Much of Hanging Gardens has a sort of nostalgic-for-now quality of ebullient sadness that works well as a soundtrack for late summer. Some of the instrumentals lack the - dynamism's the wrong word, but certainly they don't engage emotionally as efficiently as the ones with singing. Whang's vocals on All You're Waiting For are very ZE - they have the adenoidal tone of the distanced and detached, the wryly non-committal, but the chorus is rapturous. Holding On would work superbly in a set alongside Daft Punk's One More Time and, indeed, Holy Ghost!'s Hold On, with its early-Chic bassline and handclaps, its disco-redolent atmosphere carrying with it an appropriate sense of lost-lustre.
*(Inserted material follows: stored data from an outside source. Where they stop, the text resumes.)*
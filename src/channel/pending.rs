//! In-flight remote calls keyed by correlation token.
//!
//! One token, one waiter, one resolution: `complete` removes the entry before
//! handing back the waiter, so a duplicate reply finds nothing and is a
//! no-op. Waiter types are generic so the table stays testable without an
//! actor runtime.

use std::collections::HashMap;

#[derive(Debug)]
pub struct PendingCalls<W> {
    entries: HashMap<String, W>,
}

impl<W> PendingCalls<W> {
    pub fn new() -> Self {
        Self {
            entries: HashMap::new(),
        }
    }

    #[inline]
    pub fn len(&self) -> usize {
        self.entries.len()
    }

    #[inline]
    pub fn is_empty(&self) -> bool {
        self.entries.is_empty()
    }

    /// Register a waiter for `token`. Tokens are minted fresh per call, so a
    /// collision would be a bug; the old waiter is returned if one existed.
    pub fn register(&mut self, token: String, waiter: W) -> Option<W> {
        self.entries.insert(token, waiter)
    }

    /// Remove and return the waiter for `token`. `None` for unknown or
    /// already-resolved tokens; the caller treats that as a no-op.
    pub fn complete(&mut self, token: &str) -> Option<W> {
        self.entries.remove(token)
    }

    /// Drain every waiter whose call was already written to the wire, keeping
    /// the ones whose envelope still sits in the outbound queue (those will
    /// be transmitted after reconnect).
    pub fn take_sent(&mut self, mut still_queued: impl FnMut(&str) -> bool) -> Vec<W> {
        let orphaned: Vec<String> = self
            .entries
            .keys()
            .filter(|token| !still_queued(token))
            .cloned()
            .collect();
        orphaned
            .into_iter()
            .filter_map(|token| self.entries.remove(&token))
            .collect()
    }

    /// Drain every waiter. Used on explicit teardown.
    pub fn take_all(&mut self) -> Vec<W> {
        self.entries.drain().map(|(_, waiter)| waiter).collect()
    }
}

impl<W> Default for PendingCalls<W> {
    fn default() -> Self {
        Self::new()
    }
}

#[cfg(test)]
mod tests {
    use super::*;

    #[test]
    fn complete_is_at_most_once() {
        let mut table = PendingCalls::<u32>::new();
        assert!(table.register("tok1".to_string(), 10).is_none());

        assert_eq!(table.complete("tok1"), Some(10));
        // A duplicate reply for the same token is a no-op.
        assert_eq!(table.complete("tok1"), None);
        assert!(table.is_empty());
    }

    #[test]
    fn unknown_token_is_a_noop() {
        let mut table = PendingCalls::<u32>::new();
        table.register("tok1".to_string(), 1);
        assert_eq!(table.complete("other"), None);
        assert_eq!(table.len(), 1);
    }

    #[test]
    fn take_sent_keeps_queued_calls() {
        let mut table = PendingCalls::<u32>::new();
        table.register("sent1".to_string(), 1);
        table.register("queued1".to_string(), 2);
        table.register("sent2".to_string(), 3);

        let mut failed = table.take_sent(|token| token == "queued1");
        failed.sort_unstable();
        assert_eq!(failed, vec![1, 3]);
        assert_eq!(table.len(), 1);
        assert_eq!(table.complete("queued1"), Some(2));
    }

    #[test]
    fn take_all_drains_everything() {
        let mut table = PendingCalls::<u32>::new();
        table.register("a".to_string(), 1);
        table.register("b".to_string(), 2);

        let mut all = table.take_all();
        all.sort_unstable();
        assert_eq!(all, vec![1, 2]);
        assert!(table.is_empty());
    }
}
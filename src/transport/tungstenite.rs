use std::pin::Pin;
use std::sync::Arc;
use std::task::{Context, Poll};

use bytes::Bytes;
use futures_util::{Sink, Stream, StreamExt};
use tokio::net::TcpStream;
use tokio_tungstenite::{
    Connector, MaybeTlsStream, WebSocketStream, connect_async as tungstenite_connect,
    connect_async_tls_with_config as tungstenite_connect_tls,
    tungstenite::{
        Message as TungsteniteMessage,
        protocol::{CloseFrame as TungCloseFrame, WebSocketConfig},
    },
};

use crate::core::{ChannelError, FrameLimits, WsCloseFrame, WsFrame};
use crate::tls::install_rustls_crypto_provider;
use crate::transport::{WsTransport, WsTransportConnectFuture};

fn map_ws_error(context: &'static str, err: impl ToString) -> ChannelError {
    ChannelError::Transport {
        context,
        error: err.to_string(),
    }
}

fn close_to_core(frame: Option<TungCloseFrame>) -> Option<WsCloseFrame> {
    frame.map(|f| WsCloseFrame {
        code: u16::from(f.code),
        reason: AsRef::<Bytes>::as_ref(&f.reason).clone(),
    })
}

fn core_to_close(frame: WsCloseFrame) -> TungCloseFrame {
    let reason = String::from_utf8(frame.reason.to_vec()).unwrap_or_default();
    TungCloseFrame {
        code: frame.code.into(),
        reason: reason.into(),
    }
}

fn msg_to_frame(msg: TungsteniteMessage) -> WsFrame {
    match msg {
        TungsteniteMessage::Text(text) => WsFrame::Text(AsRef::<Bytes>::as_ref(&text).clone()),
        TungsteniteMessage::Binary(bytes) => WsFrame::Binary(bytes),
        TungsteniteMessage::Ping(bytes) => WsFrame::Ping(bytes),
        TungsteniteMessage::Pong(bytes) => WsFrame::Pong(bytes),
        TungsteniteMessage::Close(frame) => WsFrame::Close(close_to_core(frame)),
        TungsteniteMessage::Frame(_) => WsFrame::Binary(Bytes::new()),
    }
}

fn frame_to_msg(frame: WsFrame) -> TungsteniteMessage {
    match frame {
        WsFrame::Text(bytes) => match String::from_utf8(bytes.to_vec()) {
            Ok(text) => TungsteniteMessage::Text(text.into()),
            Err(_) => TungsteniteMessage::Binary(bytes),
        },
        WsFrame::Binary(bytes) => TungsteniteMessage::Binary(bytes),
        WsFrame::Ping(bytes) => TungsteniteMessage::Ping(bytes),
        WsFrame::Pong(bytes) => TungsteniteMessage::Pong(bytes),
        WsFrame::Close(frame) => TungsteniteMessage::Close(frame.map(core_to_close)),
    }
}

/// Production transport over tokio-tungstenite.
#[derive(Clone, Default)]
pub struct TungsteniteTransport {
    connector: Option<Connector>,
    limits: FrameLimits,
}

impl TungsteniteTransport {
    pub fn new(limits: FrameLimits) -> Self {
        Self {
            connector: None,
            limits,
        }
    }

    /// Use a caller-provided TLS connector (custom roots, client certs).
    pub fn with_connector(mut self, connector: Connector) -> Self {
        self.connector = Some(connector);
        self
    }

    pub fn rustls(self, config: Arc<rustls::ClientConfig>) -> Self {
        self.with_connector(Connector::Rustls(config))
    }
}

pub struct TungsteniteReader {
    inner: futures_util::stream::SplitStream<WebSocketStream<MaybeTlsStream<TcpStream>>>,
}

impl Stream for TungsteniteReader {
    type Item = Result<WsFrame, ChannelError>;

    fn poll_next(mut self: Pin<&mut Self>, cx: &mut Context<'_>) -> Poll<Option<Self::Item>> {
        match Pin::new(&mut self.inner).poll_next(cx) {
            Poll::Ready(Some(Ok(msg))) => Poll::Ready(Some(Ok(msg_to_frame(msg)))),
            Poll::Ready(Some(Err(err))) => Poll::Ready(Some(Err(map_ws_error("read", err)))),
            Poll::Ready(None) => Poll::Ready(None),
            Poll::Pending => Poll::Pending,
        }
    }
}

pub struct TungsteniteWriter {
    inner: futures_util::stream::SplitSink<
        WebSocketStream<MaybeTlsStream<TcpStream>>,
        TungsteniteMessage,
    >,
}

impl Sink<WsFrame> for TungsteniteWriter {
    type Error = ChannelError;

    fn poll_ready(mut self: Pin<&mut Self>, cx: &mut Context<'_>) -> Poll<Result<(), Self::Error>> {
        Pin::new(&mut self.inner)
            .poll_ready(cx)
            .map_err(|e| map_ws_error("write", e))
    }

    fn start_send(mut self: Pin<&mut Self>, item: WsFrame) -> Result<(), Self::Error> {
        Pin::new(&mut self.inner)
            .start_send(frame_to_msg(item))
            .map_err(|e| map_ws_error("write", e))
    }

    fn poll_flush(mut self: Pin<&mut Self>, cx: &mut Context<'_>) -> Poll<Result<(), Self::Error>> {
        Pin::new(&mut self.inner)
            .poll_flush(cx)
            .map_err(|e| map_ws_error("write", e))
    }

    fn poll_close(mut self: Pin<&mut Self>, cx: &mut Context<'_>) -> Poll<Result<(), Self::Error>> {
        Pin::new(&mut self.inner)
            .poll_close(cx)
            .map_err(|e| map_ws_error("write", e))
    }
}

impl WsTransport for TungsteniteTransport {
    type Reader = TungsteniteReader;
    type Writer = TungsteniteWriter;

    fn connect(&self, url: String) -> WsTransportConnectFuture<Self::Reader, Self::Writer> {
        let connector = self.connector.clone();
        let limits = self.limits;
        Box::pin(async move {
            install_rustls_crypto_provider();

            let mut config = WebSocketConfig::default();
            config.max_message_size = Some(limits.max_message_bytes);
            config.max_frame_size = Some(limits.max_frame_bytes);

            let (stream, _) = match connector {
                Some(connector) => {
                    tungstenite_connect_tls(url, Some(config), false, Some(connector))
                        .await
                        .map_err(|e| map_ws_error("connect", e))?
                }
                None => match tungstenite_connect(url.clone()).await {
                    Ok(ok) => ok,
                    Err(_) => tungstenite_connect_tls(url, Some(config), false, None)
                        .await
                        .map_err(|e| map_ws_error("connect", e))?,
                },
            };

            let (write, read) = stream.split();
            Ok((
                TungsteniteReader { inner: read },
                TungsteniteWriter { inner: write },
            ))
        })
    }
}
They're clearly in love with dance music's third - and arguably greatest - golden age (after Motown and Philly) and are relishing the opportunity to recreate it, while luxuriating in its melancholy and infinite sadness, as that other pioneering disco maverick Billy Corgan once put it.
The buzz: "Brings a swooning Cali-pop melodic slickness to the stripped-down, synthetic thump of ye olde Chicago house music."
The truth: These Classixx aren't exactly Nouveaux, but they're good.
Most likely to: Have a smashing time.
Least likely to: Smash a pumpkin.
What to buy: Hanging Gardens is out now on Innovative Leisure.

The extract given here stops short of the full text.